Who created MCDNN (MNIST)?
MCDNN (MNIST) was published by IDSIA,SUPSI, based in Switzerland, categorised as academia,Academia.
When was MCDNN (MNIST) released?
MCDNN (MNIST) was published in February 2012. Capability per parameter has improved considerably since, so a newer model of the same size is often the better use of the same hardware.
What is MCDNN (MNIST) used for?
MCDNN (MNIST) works in Vision, and is recorded as handling character recognition (OCR), Image classification. A model can carry several of each, so these are the areas it was built for rather than a limit on what it will attempt.
How much compute was used to train MCDNN (MNIST)?
Around 1.6 × 10¹⁶ FLOP. That measures what producing the model cost and says nothing about how quickly it answers once trained — inference speed comes from memory bandwidth, not from the training budget.

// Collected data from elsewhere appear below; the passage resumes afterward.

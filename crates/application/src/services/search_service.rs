//! Nearby search service
//!
//! Guards against trivial queries and bounds every upstream search so the
//! caller always gets an answer.

use std::fmt;
use std::sync::Arc;
use std::time::Duration;

use domain::{Coordinate, Place};
use tokio::time::timeout;
use tracing::{debug, instrument, warn};

use crate::error::ApplicationError;
use crate::ports::PlacesSearchPort;

/// Minimum trimmed query length (in characters) that triggers a request
pub const MIN_QUERY_CHARS: usize = 2;

/// Default bound for a single search request
pub const DEFAULT_SEARCH_TIMEOUT: Duration = Duration::from_secs(15);

/// Whether a query is long enough to send upstream
#[must_use]
pub fn should_search(query: &str) -> bool {
    query.trim().chars().count() >= MIN_QUERY_CHARS
}

/// Runs place searches around the device location
pub struct SearchService {
    places: Arc<dyn PlacesSearchPort>,
    timeout: Duration,
}

impl fmt::Debug for SearchService {
    fn fmt(&self, f: &mut fmt::Formatter<'_>) -> fmt::Result {
        f.debug_struct("SearchService")
            .field("timeout", &self.timeout)
            .finish_non_exhaustive()
    }
}

impl SearchService {
    /// Create a new search service with the default timeout
    pub fn new(places: Arc<dyn PlacesSearchPort>) -> Self {
        Self {
            places,
            timeout: DEFAULT_SEARCH_TIMEOUT,
        }
    }

    /// Override the request timeout
    #[must_use]
    pub const fn with_timeout(mut self, timeout: Duration) -> Self {
        self.timeout = timeout;
        self
    }

    /// Search for `query` near `near`
    ///
    /// Without a location, or with a query shorter than [`MIN_QUERY_CHARS`]
    /// after trimming, returns an empty list without calling upstream.
    ///
    /// # Errors
    ///
    /// Returns `ApplicationError::Timeout` when upstream does not answer in
    /// time, or the port's error for transport and parse failures.
    #[instrument(skip(self))]
    pub async fn search(
        &self,
        query: &str,
        near: Option<&Coordinate>,
    ) -> Result<Vec<Place>, ApplicationError> {
        let Some(near) = near else {
            debug!("No location yet, skipping search");
            return Ok(Vec::new());
        };

        if !should_search(query) {
            debug!("Query too short, skipping search");
            return Ok(Vec::new());
        }

        match timeout(self.timeout, self.places.search_places(query, near)).await {
            Ok(Ok(places)) => {
                debug!(count = places.len(), "Search finished");
                Ok(places)
            },
            Ok(Err(e)) => {
                warn!(error = %e, "Search failed");
                Err(e)
            },
            Err(_) => {
                warn!(timeout_secs = self.timeout.as_secs(), "Search timed out");
                Err(ApplicationError::timeout("places search", self.timeout))
            },
        }
    }
}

What GPU do I need to run MCDNN (MNIST)?
None. MCDNN (MNIST) is a closed model — its weights were never published, so it cannot be downloaded or run on your own hardware at any price. It is reachable only through its provider.
The other direction
Looking at it from the other side?
This page starts from the model. If you already own a card and want to know everything it will run, start from the hardware instead.